Simpson was consumed by the worldwide pursuit of millions of souls to be saved by and for Jesus Christ. His vision was that the world should be fully evangelized, including every heathen land, "and then shall the end come" (Matt. 24:14).
Many Kindred Workers
Simpson's motto was, "Take the whole Bible to the whole world." To that end, in 1882, he started Nyack Missionary College in New York City, with the goal of training missionaries. Consequently, hundreds of kindred missionaries of the gospel were raised up through his labors, and vast multitudes came to Christ.
In the following years, mission work, orphanages, conventions, and training centers were a part of their labors. Within eight years, a six-story building was raised, which included a bookstore, a missionary training center, and a large meeting hall used to evangelize the masses.

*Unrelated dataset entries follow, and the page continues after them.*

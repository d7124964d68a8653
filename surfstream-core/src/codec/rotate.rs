//! Bit-plane rotation.
//!
//! Groups of 8 bytes are transposed as an 8×8 bit matrix so output
//! byte `k` of a group collects bit `k` of each input byte. Byte `k` of
//! group `g` lands at `k * groups + g`, which lines up same-significance
//! bits of the whole span into eight contiguous planes. Delta-folded
//! pixel data is mostly small numbers, so the high planes come out as
//! long zero runs for the span encoder.

use super::tables::SHUFFLE;
use crate::parallel;

/// Butterfly over 8 bytes: nibbles of neighbouring bytes are merged,
/// then bit pairs, then single bits. Bits come out in the right byte
/// but with positions 1/4 and 3/6 exchanged; [`SHUFFLE`] puts them back.
#[inline]
fn butterfly8(src: [u8; 8]) -> [u8; 8] {
    let mut n = [0u8; 8];
    for p in 0..4 {
        let (lo, hi) = (src[2 * p], src[2 * p + 1]);
        n[p] = (lo & 0x0F) | (hi << 4);
        n[p + 4] = (hi & 0xF0) | (lo >> 4);
    }

    let mut q = [0u8; 8];
    for h in [0, 4] {
        let [a, b, c, d] = [n[h], n[h + 1], n[h + 2], n[h + 3]];
        q[h] = (a & 0x33) | ((b & 0x33) << 2);
        q[h + 1] = (c & 0x33) | ((d & 0x33) << 2);
        q[h + 2] = (b & 0xCC) | ((a & 0xCC) >> 2);
        q[h + 3] = (d & 0xCC) | ((c & 0xCC) >> 2);
    }

    let mut x = [0u8; 8];
    for p in [0, 2, 4, 6] {
        let (a, c) = (q[p], q[p + 1]);
        x[p] = (a & 0x55) | ((c & 0x55) << 1);
        x[p + 1] = (c & 0xAA) | ((a & 0xAA) >> 1);
    }
    x
}

/// 8×8 bit transpose: afterwards bit `j` of `x[k]` is the former bit
/// `k` of `x[j]`. Applying it twice restores the input.
#[inline]
pub fn transpose8(x: [u8; 8]) -> [u8; 8] {
    butterfly8(x).map(|b| SHUFFLE[b as usize])
}

fn group(bytes: &[u8]) -> [u8; 8] {
    let mut x = [0u8; 8];
    x.copy_from_slice(&bytes[..8]);
    x
}

/// Rotate `src` into bit planes. The output has the same length.
pub fn rotate(src: &[u8]) -> Vec<u8> {
    let groups = src.len() / 8;
    let bulk = groups * 8;
    let mut out = vec![0u8; src.len()];

    if groups > 0 {
        let transposed = parallel::map_chunks(&src[..bulk], 8, |_, chunk| {
            transpose8(group(chunk))
        });
        parallel::for_each_chunk_mut(&mut out[..bulk], groups, |k, plane| {
            for (dst, t) in plane.iter_mut().zip(&transposed) {
                *dst = t[k];
            }
        });
    }

    // Remainder: packed plane-major, one bit at a time.
    let tail = &src[bulk..];
    let mut pos = bulk * 8;
    for bit in 0..8 {
        for &b in tail {
            out[pos >> 3] |= ((b >> bit) & 1) << (pos & 7);
            pos += 1;
        }
    }
    out
}

/// Inverse of [`rotate`].
pub fn unrotate(src: &[u8]) -> Vec<u8> {
    let groups = src.len() / 8;
    let bulk = groups * 8;
    let mut out = vec![0u8; src.len()];

    if groups > 0 {
        let planes = &src[..bulk];
        parallel::for_each_chunk_mut(&mut out[..bulk], 8, |g, dst| {
            let mut x = [0u8; 8];
            for (k, b) in x.iter_mut().enumerate() {
                *b = planes[k * groups + g];
            }
            dst.copy_from_slice(&transpose8(x));
        });
    }

    let tail = &mut out[bulk..];
    let mut pos = bulk * 8;
    for bit in 0..8 {
        for b in tail.iter_mut() {
            *b |= ((src[pos >> 3] >> (pos & 7)) & 1) << bit;
            pos += 1;
        }
    }
    out
}
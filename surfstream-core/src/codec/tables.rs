//! Constant lookup tables used by the codec.
//!
//! All three tables are built at compile time and are plain `static`
//! data, so any number of worker threads can read them at once.

// ── Sign folding ─────────────────────────────────────────────────

const fn build_fold() -> [u8; 256] {
    let mut table = [0u8; 256];
    let mut i = 0;
    while i < 256 {
        let b = i as u8;
        table[i] = if b & 0x80 != 0 {
            ((b ^ 0x7F) << 1) | 1
        } else {
            b << 1
        };
        i += 1;
    }
    table
}

const fn invert(table: &[u8; 256]) -> [u8; 256] {
    let mut inverse = [0u8; 256];
    let mut i = 0;
    while i < 256 {
        inverse[table[i] as usize] = i as u8;
        i += 1;
    }
    inverse
}

/// Maps a wrapping byte delta to a code where small magnitudes of
/// either sign become small values: `0, -1, 1, -2, 2, ...` fold onto
/// `0, 1, 2, 3, 4, ...`.
pub static FOLD: [u8; 256] = build_fold();

/// Exact inverse of [`FOLD`].
pub static UNFOLD: [u8; 256] = invert(&FOLD);

/// Fold a delta into its code.
#[inline]
pub fn encode_byte(delta: u8) -> u8 {
    FOLD[delta as usize]
}

/// Recover the delta from its folded code.
#[inline]
pub fn decode_byte(code: u8) -> u8 {
    UNFOLD[code as usize]
}

// ── Bit shuffle ──────────────────────────────────────────────────

const fn build_shuffle() -> [u8; 256] {
    let mut table = [0u8; 256];
    let mut i = 0;
    while i < 256 {
        let b = i as u8;
        let keep = b & 0xA5;
        let b1 = (b >> 1) & 1;
        let b3 = (b >> 3) & 1;
        let b4 = (b >> 4) & 1;
        let b6 = (b >> 6) & 1;
        table[i] = keep | (b4 << 1) | (b1 << 4) | (b6 << 3) | (b3 << 6);
        i += 1;
    }
    table
}

/// Bit permutation applied to every transposed byte: bits 1 and 4
/// trade places, as do bits 3 and 6. The permutation is its own
/// inverse.
pub static SHUFFLE: [u8; 256] = build_shuffle();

Simpson was also engaged in inspiring all Christians to evangelize, and he felt a vehicle was needed to coordinate their finances, prayers, and gospel efforts for missions. Thus, the Christian and Missionary Alliance (C&MA) was founded.
Permitted by God to Labor
Following the Apostle Paul's pattern, Simpson was obedient to his commission to carry the gospel to the multitudes, and he did so with relentless labor. He was careful to not err as some, who do nothing "because God will do all." Simpson professed, "I have been permitted by God to work-I say this to His honor." However, his work for Christ was accomplished by his communion with Christ:
I used to be very fond of gardening. I could work in the garden and yet smell the roses.... They did not hinder the work a bit. So you can be busy all the time, and have the breath of heaven; it will not hinder you.... It is something deeper than prayer-[it is] communion.
In Glory
Simpson had learned how to live by resurrection life and how to maintain a moment-by-moment contact with the Lord. His "inbreathing of the very fullness of God" became his "daily renewal of life."
Indeed, after spending several hours of fervent prayer for missionaries in Jamaica and abroad, he greeted the Lord in glory the following morning, Wednesday, October 29, 1919, at the age of seventy-six, having lived twice as long as doctors predicted.